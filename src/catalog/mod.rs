//! Skill Catalog
//!
//! Document parsing, command extraction, and directory-tree loading for
//! the skill library.

pub mod commands;
pub mod format;
pub mod loader;
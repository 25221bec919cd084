use std::path::{Path, PathBuf};

use mmu::FRAMES;

use crate::error::SimError;

/// Where logical addresses are read from.
#[derive(Debug, Clone, PartialEq, Eq)]
pub enum AddressSource {
    Stdin,
    File(PathBuf),
}

impl AddressSource {
    /// `-` selects standard input, anything else is a path.
    pub fn from_arg(arg: &Path) -> Self {
        if arg == Path::new("-") {
            AddressSource::Stdin
        } else {
            AddressSource::File(arg.to_path_buf())
        }
    }
}

#[derive(Debug, Clone, PartialEq, Eq)]
pub struct SimConfig {
    pub backing_store: PathBuf,
    pub addresses: AddressSource,
    /// Physical frames the allocator may hand out.
    pub frames: usize,
    pub summary_only: bool,
}

impl SimConfig {
    pub fn new(backing_store: PathBuf, addresses: AddressSource) -> Self {
        Self {
            backing_store,
            addresses,
            frames: FRAMES,
            summary_only: false,
        }
    }

    pub fn frames(mut self, frames: usize) -> Result<Self, SimError> {
        if frames == 0 || frames > FRAMES {
            return Err(SimError::InvalidFrames(frames));
        }
        self.frames = frames;
        Ok(self)
    }

    pub fn summary_only(mut self, summary_only: bool) -> Self {
        self.summary_only = summary_only;
        self
    }
}
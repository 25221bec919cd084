use log::trace;

#[derive(Clone, Copy, Debug, Default, PartialEq, Eq)]
pub struct TlbEntry {
    pub page: u32,
    pub frame: u32,
}

/// Translation lookaside buffer with FIFO replacement.
///
/// Entries live in a ring of `ENTRIES` slots written at `cursor % ENTRIES`.
/// The cursor only ever grows, so the live window is the last
/// `min(cursor, ENTRIES)` writes. Slots outside the window are never read,
/// which is why they don't need to be cleared.
#[derive(Debug, Clone)]
pub struct Tlb<const ENTRIES: usize> {
    entries: [TlbEntry; ENTRIES],
    cursor: usize,
}

impl<const ENTRIES: usize> Tlb<ENTRIES> {
    pub fn new() -> Self {
        assert!(ENTRIES > 0, "TLB needs at least one entry");
        Self {
            entries: [TlbEntry::default(); ENTRIES],
            cursor: 0,
        }
    }

    /// Records `page -> frame`, overwriting the oldest entry once full.
    pub fn insert(&mut self, page: u32, frame: u32) {
        trace!("TLB insert page {} -> frame {} at slot {}", page, frame, self.cursor % ENTRIES);
        self.entries[self.cursor % ENTRIES] = TlbEntry { page, frame };
        self.cursor += 1;
    }

    /// Scans the live window from the oldest entry to the newest and returns
    /// the frame of the first match.
    pub fn lookup(&self, page: u32) -> Option<u32> {
        let start = self.cursor.saturating_sub(ENTRIES);
        (start..self.cursor)
            .map(|i| &self.entries[i % ENTRIES])
            .find(|entry| entry.page == page)
            .map(|entry| entry.frame)
    }

    /// Number of entries inside the live window.
    pub fn live_entries(&self) -> usize {
        self.cursor.min(ENTRIES)
    }
}

impl<const ENTRIES: usize> Default for Tlb<ENTRIES> {
    fn default() -> Self {
        Self::new()
    }
}

#[cfg(test)]
mod tests {
    use super::*;

    #[test]
    fn empty_tlb_misses() {
        let tlb: Tlb<16> = Tlb::new();
        // Slot contents default to page 0, but nothing is live yet.
        assert_eq!(tlb.lookup(0), None);
        assert_eq!(tlb.live_entries(), 0);
    }

    #[test]
    fn insert_and_lookup() {
        let mut tlb: Tlb<16> = Tlb::new();
        tlb.insert(3, 0);
        tlb.insert(9, 1);
        assert_eq!(tlb.lookup(3), Some(0));
        assert_eq!(tlb.lookup(9), Some(1));
        assert_eq!(tlb.lookup(4), None);
        assert_eq!(tlb.live_entries(), 2);
    }

    #[test]
    fn oldest_entry_is_evicted() {
        let mut tlb: Tlb<16> = Tlb::new();
        for page in 0..17 {
            tlb.insert(page, page + 100);
        }
        assert_eq!(tlb.lookup(0), None);
        for page in 1..17 {
            assert_eq!(tlb.lookup(page), Some(page + 100));
        }
        assert_eq!(tlb.live_entries(), 16);
    }

    #[test]
    fn eviction_wraps_around_repeatedly() {
        let mut tlb: Tlb<4> = Tlb::new();
        for page in 0..10 {
            tlb.insert(page, page);
        }
        // Live window holds pages 6..10.
        for page in 0..6 {
            assert_eq!(tlb.lookup(page), None);
        }
        for page in 6..10 {
            assert_eq!(tlb.lookup(page), Some(page));
        }
    }

    #[test]
    fn duplicate_pages_resolve_to_oldest() {
        let mut tlb: Tlb<4> = Tlb::new();
        tlb.insert(5, 1);
        tlb.insert(5, 2);
        assert_eq!(tlb.lookup(5), Some(1));

        // Once the older copy falls out of the window the newer one is found.
        tlb.insert(6, 3);
        tlb.insert(7, 4);
        tlb.insert(8, 5);
        assert_eq!(tlb.lookup(5), Some(2));
    }

    #[test]
    fn live_entries_saturate_at_capacity() {
        let mut tlb: Tlb<2> = Tlb::new();
        tlb.insert(1, 1);
        assert_eq!(tlb.live_entries(), 1);
        tlb.insert(2, 2);
        tlb.insert(3, 3);
        assert_eq!(tlb.live_entries(), 2);
    }
}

____

Work order:
Where a line of the data holds the word "SimConfig", copy that line.

Written solution:
pub struct SimConfig {
impl SimConfig {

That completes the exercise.